OpenVZ Forum


Home » Mailing lists » Devel » Re: pspace child_reaper
Re: pspace child_reaper [message #16548] Tue, 29 August 2006 15:24 Go to next message
ebiederm is currently offline  ebiederm
Messages: 1354
Registered: February 2006
Senior Member
Cedric Le Goater <clg@fr.ibm.com> writes:

> Hello All,
>
> Eric, in your initial proof of concept on the pid namespace, you were
> defining a child_reaper per pid namespace.
>
> IMO, we can't use init_task as a child_reaper in a pid namespace because we
> will have pid collision which might result in a breakage of the init_task.

The kernel doesn't use init_task (The idle thread) once it starts
init.  Reaping children is the job of pid == 1.

> Here are some questions on the model you intended to follow :
>
> Do you think we should have a child_reaper task per container ?
We have an init per container so yes.

> Could we use a kthread to do the job ?
Definitely not.

> Could that kthread be global to all pid namespace ?
Makes no sense.

> Any completely different idea on the topic ?
Init reaps the children, and I believe there are parts of user space
that depend on this.  We shouldn't change that semantic.

Eric
_______________________________________________
Containers mailing list
Containers@lists.osdl.org
https://lists.osdl.org/mailman/listinfo/containers
Re: pspace child_reaper [message #16559 is a reply to message #16548] Tue, 29 August 2006 15:40 Go to previous messageGo to next message
Cedric Le Goater is currently offline  Cedric Le Goater
Messages: 443
Registered: February 2006
Senior Member
Eric W. Biederman wrote:
> Cedric Le Goater <clg@fr.ibm.com> writes:
> 
>> Hello All,
>>
>> Eric, in your initial proof of concept on the pid namespace, you were
>> defining a child_reaper per pid namespace.
>>
>> IMO, we can't use init_task as a child_reaper in a pid namespace because we
>> will have pid collision which might result in a breakage of the init_task.
> 
> The kernel doesn't use init_task (The idle thread) once it starts
> init.  Reaping children is the job of pid == 1.

agree.

>> Here are some questions on the model you intended to follow :
>>
>> Do you think we should have a child_reaper task per container ?
> We have an init per container so yes.

hmm, have we always ? what if i don't start an /sbin/init process in my
newly created pid namespace or container. where do I collect all the SIGCHLD ?

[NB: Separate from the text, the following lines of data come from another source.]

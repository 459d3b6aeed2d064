//! 検出サーバーとの通信
//!
//! - `DetectionApi`: セッション・画像取得が依存する境界（テストでは差し替える）
//! - `DetectionClient`: reqwest による実装

mod http;

pub use http::DetectionClient;

use crate::error::Result;
use std::future::Future;
use tool_recognition_common::{BatchOutcome, SingleAnalysisOutcome, Thresholds};

pub trait DetectionApi: Send + Sync {
    /// 画像1枚を解析
    fn analyze_single(
        &self,
        image: &[u8],
        file_name: &str,
        thresholds: Thresholds,
    ) -> impl Future<Output = Result<SingleAnalysisOutcome>> + Send;

    /// ZIPアーカイブを一括解析
    fn analyze_batch(
        &self,
        archive: &[u8],
        file_name: &str,
        thresholds: Thresholds,
    ) -> impl Future<Output = Result<BatchOutcome>> + Send;

    /// 画像を取得（`image_url` で組み立てたURLを渡す）
    fn fetch_image(&self, url: &str) -> impl Future<Output = Result<Vec<u8>>> + Send;

    /// サーバー相対パスから取得先URLを作る
    fn image_url(&self, path: &str) -> String;
}
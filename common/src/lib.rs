//! Tool Recognition Common Library
//!
//! 検出クライアントと保存層で共有される型とユーティリティ

pub mod types;
pub mod error;
pub mod parser;
pub mod image_url;

pub use types::{
    AnalysisConfig, AnalysisResult, BatchOutcome, DetectionItem, DetectionStatus,
    ImageAnalysisResult, SingleAnalysisOutcome, Thresholds,
    DEFAULT_CONFIDENCE, DEFAULT_EXPECTED_COUNT, DEFAULT_IOU,
};
pub use error::{Error, Result};
pub use parser::{parse_batch_response, parse_single_response};
pub use image_url::{build_image_url, normalize_image_path};
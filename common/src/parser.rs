//! 検出サーバーのレスポンスパーサー
//!
//! JSON本文を型付きの解析結果に変換する

use crate::error::{Error, Result};
use crate::types::{BatchOutcome, SingleAnalysisOutcome};

/// 単一画像解析レスポンスをパース
///
/// # Arguments
/// * `body` - レスポンス本文（JSON）
///
/// # Returns
/// * `Ok(SingleAnalysisOutcome)` - パース成功
/// * `Err(Error::Parse)` - 期待する形でない場合
pub fn parse_single_response(body: &str) -> Result<SingleAnalysisOutcome> {
    serde_json::from_str(body.trim())
        .map_err(|e| Error::Parse(format!("単一解析レスポンスのパースエラー: {}", e)))
}

/// 一括解析レスポンスをパース
pub fn parse_batch_response(body: &str) -> Result<BatchOutcome> {
    serde_json::from_str(body.trim())
        .map_err(|e| Error::Parse(format!("一括解析レスポンスのパースエラー: {}", e)))
}
//! エラー型定義

use thiserror::Error;

/// 共通エラー型
#[derive(Error, Debug)]
pub enum Error {
    #[error("Parse error: {0}")]
    Parse(String),

    #[error("Validation error: {0}")]
    Validation(String),
}

/// Result型エイリアス
pub type Result<T> = std::result::Result<T, Error>;

#[cfg(test)]
mod tests {
    use super::*;

    #[test]
    fn test_error_display_parse() {
        let error = Error::Parse("レスポンスが不正です".to_string());
        assert_eq!(format!("{}", error), "Parse error: レスポンスが不正です");
    }

    #[test]
    fn test_error_display_validation() {
        let error = Error::Validation("confidence は 0.0〜1.0".to_string());
        assert!(format!("{}", error).starts_with("Validation error"));
    }

    #[test]
    fn test_error_debug() {
        let error = Error::Parse("テスト".to_string());
        let debug = format!("{:?}", error);
        assert!(debug.contains("Parse"));
        assert!(debug.contains("テスト"));
    }
}
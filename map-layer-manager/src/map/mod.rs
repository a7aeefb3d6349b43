//! The map collaborator seen by the layer manager.
//!
//! The manager never renders anything itself. It drives a style-based map
//! (Mapbox GL, MapLibre, a headless stand-in) through the [`MapHandle`]
//! capability set:
//!
//! ```text
//! ┌──────────────────────────┐        ┌─────────────────────────────┐
//! │      LayerManager<M>     │ ─────► │       M: MapHandle          │
//! │  registry, filters,      │ query  │  sources, layers (ordered), │
//! │  reconcile, order        │ mutate │  filters, properties,       │
//! │                          │ ◄───── │  render notifications       │
//! └──────────────────────────┘ notify └─────────────────────────────┘
//! ```
//!
//! [`HeadlessMap`] is an in-memory implementation used by the tests and by
//! callers that want to run reconciliation without a renderer.

mod headless;

pub use headless::{HeadlessMap, MapCall, MapOperation};

use serde_json::Value;
use thiserror::Error;
use tokio::sync::oneshot;

use crate::declaration::{FeatureId, LayerDeclaration, SetterOptions};

/// Errors reported by the map collaborator.
#[derive(Debug, Clone, PartialEq, Eq, Error)]
pub enum MapError {
    /// The referenced layer does not exist.
    #[error("layer '{0}' does not exist in the map style")]
    LayerNotFound(String),

    /// The referenced source does not exist.
    #[error("source '{0}' does not exist in the map style")]
    SourceNotFound(String),

    /// A layer with this id already exists.
    #[error("layer '{0}' already exists in the map style")]
    DuplicateLayer(String),

    /// A source with this id already exists.
    #[error("source '{0}' already exists in the map style")]
    DuplicateSource(String),

    /// The source is still used by a layer.
    #[error("source '{source_id}' is still used by layer '{layer_id}'")]
    SourceInUse { source_id: String, layer_id: String },

    /// Any other rejection raised by the rendering library.
    #[error("map rejected the operation: {0}")]
    Rejected(String),
}

/// Point-in-time view of the map's style.
#[derive(Debug, Clone, Default, PartialEq, Eq)]
pub struct StyleSnapshot {
    /// Layer ids in draw order, bottom first.
    pub layers: Vec<String>,

    /// Source ids, in no particular order.
    pub sources: Vec<String>,
}

/// One-shot handle the map fires after its next completed render.
#[derive(Debug)]
pub struct RenderNotifier {
    sender: oneshot::Sender<()>,
}

impl RenderNotifier {
    pub(crate) fn new(sender: oneshot::Sender<()>) -> Self {
        Self { sender }
    }

    /// Signal that a render pass completed.
    ///
    /// Firing a notifier whose waiter has gone away is not an error.
    pub fn notify(self) {
        let _ = self.sender.send(());
    }

    /// Whether the waiting side has been dropped.
    pub fn is_abandoned(&self) -> bool {
        self.sender.is_closed()
    }
}

/// Capability set of a style-based map.
///
/// Query methods report absence with `false`; mutations that the rendering
/// library rejects return a [`MapError`].
pub trait MapHandle {
    /// Whether a source with this id exists in the style.
    fn has_source(&self, source_id: &str) -> bool;

    /// Whether a layer with this id exists in the style.
    fn has_layer(&self, layer_id: &str) -> bool;

    /// Current layers (bottom to top) and sources.
    fn style(&self) -> StyleSnapshot;

    fn add_source(&mut self, source_id: &str, source: &Value) -> Result<(), MapError>;

    fn remove_source(&mut self, source_id: &str) -> Result<(), MapError>;

    /// Add a layer, immediately below `before_id` if given, otherwise on top.
    fn add_layer(
        &mut self,
        layer: &LayerDeclaration,
        before_id: Option<&str>,
    ) -> Result<(), MapError>;

    fn remove_layer(&mut self, layer_id: &str) -> Result<(), MapError>;

    /// Move a layer immediately below `before_id`, or to the top if `None`.
    fn move_layer(&mut self, layer_id: &str, before_id: Option<&str>) -> Result<(), MapError>;

    /// Set a layer's filter; `None` clears it.
    fn set_filter(&mut self, layer_id: &str, filter: Option<&Value>) -> Result<(), MapError>;

    fn set_layout_property(
        &mut self,
        layer_id: &str,
        name: &str,
        value: &Value,
        options: Option<&SetterOptions>,
    ) -> Result<(), MapError>;

    fn set_paint_property(
        &mut self,
        layer_id: &str,
        name: &str,
        value: &Value,
        options: Option<&SetterOptions>,
    ) -> Result<(), MapError>;

    fn set_feature_state(
        &mut self,
        source_id: &str,
        feature_id: &FeatureId,
        state: &Value,
    ) -> Result<(), MapError>;

    /// Register a one-shot notifier fired after the next completed render.
    fn on_next_render(&mut self, notifier: RenderNotifier);
}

>> Could we use a kthread to do the job ?
> Definitely not.

why ?

>> Could that kthread be global to all pid namespace ?
>
> Makes no sense.

if you don't have an init per container, we need to find someone for the job.

>> Any completely different idea on the topic ?
> Init reaps the children, and I believe there are parts of user space
> that depend on this.  We shouldn't change that semantic.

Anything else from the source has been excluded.